最早讀奧威爾這本書是在七十年代末期,董樂山那本最早的印本,北京外文局內部讀物。我膚淺地把它當做政治寓言小說。及至前年因為看到北島編的《七十年代》——在奧威爾的《一九八四》出版五十年後出版的《七十年代》竟然如此愚昧,為此想對比一下寫篇文章,於是找來《一九八四》再讀。這讓我大吃一驚,奧威爾真的是天才。這是一本純粹的文學性的、超越時代的讀物。
在您這裡留言是想說,奧威爾五十年前揭示的這種文化,可憐台灣在與大陸社會及其文化界、知識界打交道的時候,竟然毫無抗體。
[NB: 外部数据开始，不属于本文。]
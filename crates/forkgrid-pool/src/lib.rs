//! forkgrid-pool — the worker pool manager.
//!
//! Owns every worker record, the matching stats entry, and the control
//! channel to each worker process. All mutation happens through
//! `&mut WorkerPool`, which the master drives from its single event loop.
//!
//! # Architecture
//!
//! ```text
//! WorkerPool<S: Spawner>
//!   ├── start_worker()            → Spawner::spawn → WorkerRecord(Starting)
//!   ├── stop_worker(id, graceful) → Draining, shutdown + grace timer
//!   ├── restart_worker(id)        → retire, then respawn now or after backoff
//!   └── handle_event(PoolEvent)   ← worker messages, exits, timer expiries
//! ```
//!
//! Every wait is a timer task that posts a `PoolEvent` back into the same
//! channel the workers report on, so the pool never blocks.

pub mod backoff;
pub mod error;
pub mod event;
pub mod pool;
pub mod spawner;
#[cfg(any(test, feature = "testing"))]
pub mod testing;

pub use backoff::{RestartHistory, RestartPolicy};
pub use error::PoolError;
pub use event::{PoolEvent, PoolEventReceiver, PoolEventSender};
pub use pool::{PoolSettings, WorkerPool};
pub use spawner::{ProcessSpawner, Spawner, WORKER_ID_ENV, WorkerControl, WorkerHandle};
那種新話,雙重思維,竟然進入到台灣的學界、大學(如金觀濤們),讓人唏噓。
兩岸交流的多種領域,多種形式,遺憾在在服貿等經濟交流問題上如此激烈,在思想文化領域台灣知識份子,台灣人卻居然沒有顯示出它的根基,它的價值。英社的這種侵略和擴張會讓台灣在無形中放下抵抗。
無意中看到您的文章,感謝您的這篇介紹文章。《一九八四》應該更多地介紹、閱讀和理解才是。